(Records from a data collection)
--

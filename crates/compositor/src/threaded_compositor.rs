use std::sync::Arc;
use std::sync::atomic::{AtomicU32, Ordering};
use std::time::Instant;

use gpu_runtime::{ContextPurpose, GlContext, PlatformDisplay};
use parking_lot::Mutex;
use protocol::{CompositionRequestId, CompositionResponseId, CompositorFeedback};
use render_protocol::{Color, IntSize};
use scene::SceneCommitter;
use threads::{
    CompositingRunLoop, FeedbackConsumer, FeedbackProducer, RunLoopHandle, ScheduleOutcome,
    feedback_channel,
};
use view::SceneAttributes;

use crate::CompositorError;
use crate::damage::Damage;
use crate::layer::{CoordinatedLayer, PaintContext};
use crate::settings::{CompositorSettings, DamagePropagation, FpsCounter};
use crate::surface::{FrameSink, SurfaceError, SwapChainSurface};
use crate::texture_mapper::TextureMapper;

struct CompositorShared {
    attributes: Mutex<SceneAttributes>,
    request: AtomicU32,
    response: AtomicU32,
}

/// Everything the compositing thread owns besides its GL context.
struct FrameState {
    mapper: Option<TextureMapper>,
    scene: SceneCommitter<CoordinatedLayer>,
    surface: SwapChainSurface,
    feedback: FeedbackProducer,
    fps: Option<FpsCounter>,
    damage_propagation: Option<DamagePropagation>,
    background_color: Color,
    shared: Arc<CompositorShared>,
}

struct CompositingState {
    context: Option<GlContext>,
    frame: FrameState,
}

impl CompositingState {
    fn render_layer_tree(&mut self, handle: &RunLoopHandle) {
        let Some(context) = self.context.as_ref() else {
            self.frame.skip_composition("no compositing context");
            return;
        };
        if !context.make_context_current() {
            self.frame.skip_composition("compositing context is not current");
            return;
        }
        self.frame.render(context, handle);
    }

    fn invalidate(&mut self) {
        let Some(context) = self.context.as_ref() else {
            return;
        };
        if !context.make_context_current() {
            return;
        }
        self.frame.update_scene_state(context);
        self.frame.scene.invalidate_committed_layers();
        self.frame.mapper = None;
        self.frame.surface.will_destroy_gl_context();
        self.context = None;
        tracing::debug!("compositing context released");
    }
}

impl FrameState {
    fn update_scene_state(&mut self, context: &GlContext) {
        self.mapper.get_or_insert_with(TextureMapper::new);
        self.scene.root().flush_compositing_state(context);
        for layer in self.scene.committed_layers().layers() {
            layer.flush_compositing_state(context);
        }
    }

    #[tracing::instrument(level = "trace", skip_all)]
    fn render(&mut self, context: &GlContext, handle: &RunLoopHandle) {
        let attributes = *self.shared.attributes.lock();
        if attributes.is_empty() {
            self.skip_composition("empty viewport");
            return;
        }
        match self
            .surface
            .will_render_frame(attributes.device_size(), context)
        {
            Ok(()) => {}
            // Retried once the sink hands a target back.
            Err(SurfaceError::NoFreeTarget) => {
                tracing::debug!("frame deferred until a target is released");
                return;
            }
            Err(SurfaceError::ZeroSize) => {
                self.skip_composition("surface size is empty");
                return;
            }
        }
        self.feedback.push(CompositorFeedback::will_render_frame());

        let animating = self.paint_to_current_gl_context(context, &attributes);
        if let Some(fps) = self.fps.as_mut() {
            fps.frame_presented(Instant::now());
        }

        let response = CompositionResponseId(self.shared.request.load(Ordering::Acquire));
        if let Err(error) = context.swap_buffers() {
            tracing::warn!(%error, "swap failed");
        }
        let producer_fence = match context.create_fence() {
            Ok(fence) => Some(fence),
            Err(error) => {
                tracing::debug!(%error, "presenting without a producer fence");
                None
            }
        };
        let presented = self.surface.did_render_frame(producer_fence);
        self.shared.response.store(response.0, Ordering::Release);
        self.feedback
            .push(CompositorFeedback::did_render_frame(response, presented));

        if animating {
            handle.schedule_update();
        }
    }

    /// Answers every request made so far without presenting, so the controlling thread
    /// stops waiting for a frame that will not come.
    fn skip_composition(&mut self, reason: &'static str) {
        let response = CompositionResponseId(self.shared.request.load(Ordering::Acquire));
        self.shared.response.store(response.0, Ordering::Release);
        self.feedback
            .push(CompositorFeedback::composition_skipped(response));
        tracing::debug!(reason, ?response, "composition skipped");
    }

    /// Returns whether an animation still runs.
    fn paint_to_current_gl_context(
        &mut self,
        context: &GlContext,
        attributes: &SceneAttributes,
    ) -> bool {
        self.update_scene_state(context);

        let transform = attributes.viewport_transform();
        let device_rect = attributes.device_rect();
        let layers: Vec<Arc<CoordinatedLayer>> = std::iter::once(self.scene.root())
            .chain(self.scene.current().root_children())
            .cloned()
            .collect();

        let now = Instant::now();
        let animating = layers
            .iter()
            .fold(false, |running, layer| layer.apply_animations(now) | running);

        let mut clip = device_rect;
        match self.damage_propagation {
            Some(propagation) => {
                let mut damage =
                    Damage::new(device_rect.size(), propagation.frame_damage_mode());
                for layer in &layers {
                    layer.collect_damage((0.0, 0.0), transform, false, &mut damage);
                }
                self.surface.set_frame_damage(damage);
                if propagation.use_for_compositing {
                    if let Some(since_last_use) = self.surface.frame_damage_since_last_use() {
                        let bounds = since_last_use.bounds();
                        if !bounds.contains(clip) {
                            clip = bounds;
                        }
                    }
                }
            }
            None => {
                // Still consumes the per-layer damage so it does not pile up.
                let mut damage = Damage::full(device_rect.size());
                for layer in &layers {
                    layer.collect_damage((0.0, 0.0), transform, false, &mut damage);
                }
            }
        }

        let Some(backbuffer) = self.surface.backbuffer_mut() else {
            return animating;
        };
        let mapper = self.mapper.get_or_insert_with(TextureMapper::new);
        mapper.begin_painting(backbuffer, clip, self.background_color);
        let mut paint_context = PaintContext {
            mapper,
            target: backbuffer,
            transform,
        };
        for layer in &layers {
            layer.paint(&mut paint_context, (0.0, 0.0), 1.0);
        }
        paint_context.mapper.end_painting();
        tracing::trace!(?clip, layers = layers.len(), "scene painted");
        animating
    }
}

/// Composites the committed scene on a dedicated thread.
///
/// The compositing GL context is created on that thread and never leaves it. Frames are
/// driven by [`ThreadedCompositor::request_composition`]; progress is reported through
/// the [`FeedbackConsumer`] returned by [`ThreadedCompositor::new`].
pub struct ThreadedCompositor {
    run_loop: Option<CompositingRunLoop<CompositingState>>,
    shared: Arc<CompositorShared>,
    suspend_count: u32,
}

impl ThreadedCompositor {
    pub fn new(
        display: Arc<PlatformDisplay>,
        scene: SceneCommitter<CoordinatedLayer>,
        sink: Box<dyn FrameSink>,
        settings: CompositorSettings,
        attributes: SceneAttributes,
    ) -> Result<(Self, FeedbackConsumer), CompositorError> {
        let shared = Arc::new(CompositorShared {
            attributes: Mutex::new(attributes),
            request: AtomicU32::new(0),
            response: AtomicU32::new(0),
        });
        let (feedback, consumer) = feedback_channel(settings.feedback_capacity);
        let surface = SwapChainSurface::new(sink, settings.swap_chain_depth);
        let frame_shared = shared.clone();

        let run_loop = CompositingRunLoop::spawn(
            "compositing",
            move |handle| {
                surface.releaser().set_waker(handle.clone());
                let context = match display.create_context(ContextPurpose::Compositing) {
                    Ok(context) => {
                        context.make_context_current();
                        Some(context)
                    }
                    Err(error) => {
                        tracing::error!(%error, "failed to create the compositing context");
                        None
                    }
                };
                CompositingState {
                    context,
                    frame: FrameState {
                        mapper: None,
                        scene,
                        surface,
                        feedback,
                        fps: settings.fps_interval.map(FpsCounter::new),
                        damage_propagation: settings.damage_propagation,
                        background_color: settings.background_color,
                        shared: frame_shared,
                    },
                }
            },
            |state, handle| state.render_layer_tree(handle),
        )?;

        let has_context = run_loop.perform_task_sync(|state, _| state.context.is_some())?;
        if !has_context {
            tracing::warn!("compositor has no GL context and will not render");
        }
        tracing::info!(
            depth = settings.swap_chain_depth,
            damage = ?settings.damage_propagation,
            "threaded compositor started"
        );

        Ok((
            Self {
                run_loop: Some(run_loop),
                shared,
                suspend_count: 0,
            },
            consumer,
        ))
    }

    /// Synchronous teardown: releases every committed layer target and the GL context on
    /// the compositing thread, then joins it.
    pub fn invalidate(&mut self) {
        let Some(run_loop) = self.run_loop.take() else {
            return;
        };
        run_loop.stop_updates();
        if let Err(error) = run_loop.perform_task_sync(|state, _| state.invalidate()) {
            tracing::warn!(%error, "compositor teardown task did not run");
        }
        drop(run_loop);
        tracing::debug!("threaded compositor invalidated");
    }

    pub fn is_invalidated(&self) -> bool {
        self.run_loop.is_none()
    }

    /// Nested; only the outermost call hides the surface.
    pub fn suspend(&mut self) {
        let Some(run_loop) = self.run_loop.as_ref() else {
            return;
        };
        self.suspend_count += 1;
        if self.suspend_count == 1 {
            if let Err(error) = run_loop.perform_task(|state, _| {
                state.frame.surface.visibility_did_change(false);
            }) {
                tracing::trace!(%error, "visibility change dropped");
            }
        }
        run_loop.suspend();
    }

    pub fn resume(&mut self) {
        let Some(run_loop) = self.run_loop.as_ref() else {
            return;
        };
        debug_assert!(self.suspend_count > 0, "resume without matching suspend");
        if self.suspend_count == 0 {
            return;
        }
        self.suspend_count -= 1;
        if self.suspend_count == 0 {
            if let Err(error) = run_loop.perform_task(|state, _| {
                state.frame.surface.visibility_did_change(true);
            }) {
                tracing::trace!(%error, "visibility change dropped");
            }
        }
        run_loop.resume();
    }

    pub fn is_suspended(&self) -> bool {
        self.suspend_count > 0
    }

    pub fn set_scene_attributes(&self, attributes: SceneAttributes) {
        *self.shared.attributes.lock() = attributes;
    }

    pub fn set_size(&self, size: IntSize, device_scale_factor: f32) -> Result<(), CompositorError> {
        self.set_scene_attributes(SceneAttributes::new(size, device_scale_factor)?);
        Ok(())
    }

    pub fn scene_attributes(&self) -> SceneAttributes {
        *self.shared.attributes.lock()
    }

    pub fn set_damage_propagation(&self, damage_propagation: Option<DamagePropagation>) {
        if let Some(run_loop) = self.run_loop.as_ref() {
            if let Err(error) = run_loop.perform_task(move |state, _| {
                state.frame.damage_propagation = damage_propagation;
            }) {
                tracing::trace!(%error, "damage propagation change dropped");
            }
        }
    }

    pub fn background_color_did_change(&self, color: Color) {
        if let Some(run_loop) = self.run_loop.as_ref() {
            if let Err(error) = run_loop.perform_task(move |state, handle| {
                state.frame.background_color = color;
                handle.schedule_update();
            }) {
                tracing::trace!(%error, "background color change dropped");
            }
        }
    }

    /// Asks for a frame showing everything committed so far.
    pub fn request_composition(&self) -> CompositionRequestId {
        let id = self
            .shared
            .request
            .fetch_add(1, Ordering::AcqRel)
            .wrapping_add(1);
        self.schedule_update();
        CompositionRequestId(id)
    }

    pub fn schedule_update(&self) -> ScheduleOutcome {
        match self.run_loop.as_ref() {
            Some(run_loop) => run_loop.schedule_update(),
            None => ScheduleOutcome::Ignored,
        }
    }

    /// An update is scheduled or running.
    pub fn is_active(&self) -> bool {
        self.run_loop
            .as_ref()
            .is_some_and(|run_loop| run_loop.is_active())
    }

    pub fn composition_request_id(&self) -> CompositionRequestId {
        CompositionRequestId(self.shared.request.load(Ordering::Acquire))
    }

    pub fn composition_response_id(&self) -> CompositionResponseId {
        CompositionResponseId(self.shared.response.load(Ordering::Acquire))
    }

    pub fn completed_cycles(&self) -> u64 {
        self.run_loop
            .as_ref()
            .map_or(0, |run_loop| run_loop.handle().completed_cycles())
    }
}

impl Drop for ThreadedCompositor {
    fn drop(&mut self) {
        self.invalidate();
    }
}

impl std::fmt::Debug for ThreadedCompositor {
    fn fmt(&self, formatter: &mut std::fmt::Formatter<'_>) -> std::fmt::Result {
        formatter
            .debug_struct("ThreadedCompositor")
            .field("request", &self.composition_request_id())
            .field("response", &self.composition_response_id())
            .field("suspend_count", &self.suspend_count)
            .field("invalidated", &self.is_invalidated())
            .finish()
    }
}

--

WHAT YOU NEED TO DO ▸ Counting only those lines of the data above where the word "presenting" appears, give the number and nothing more.

SOLUTION ▸ 2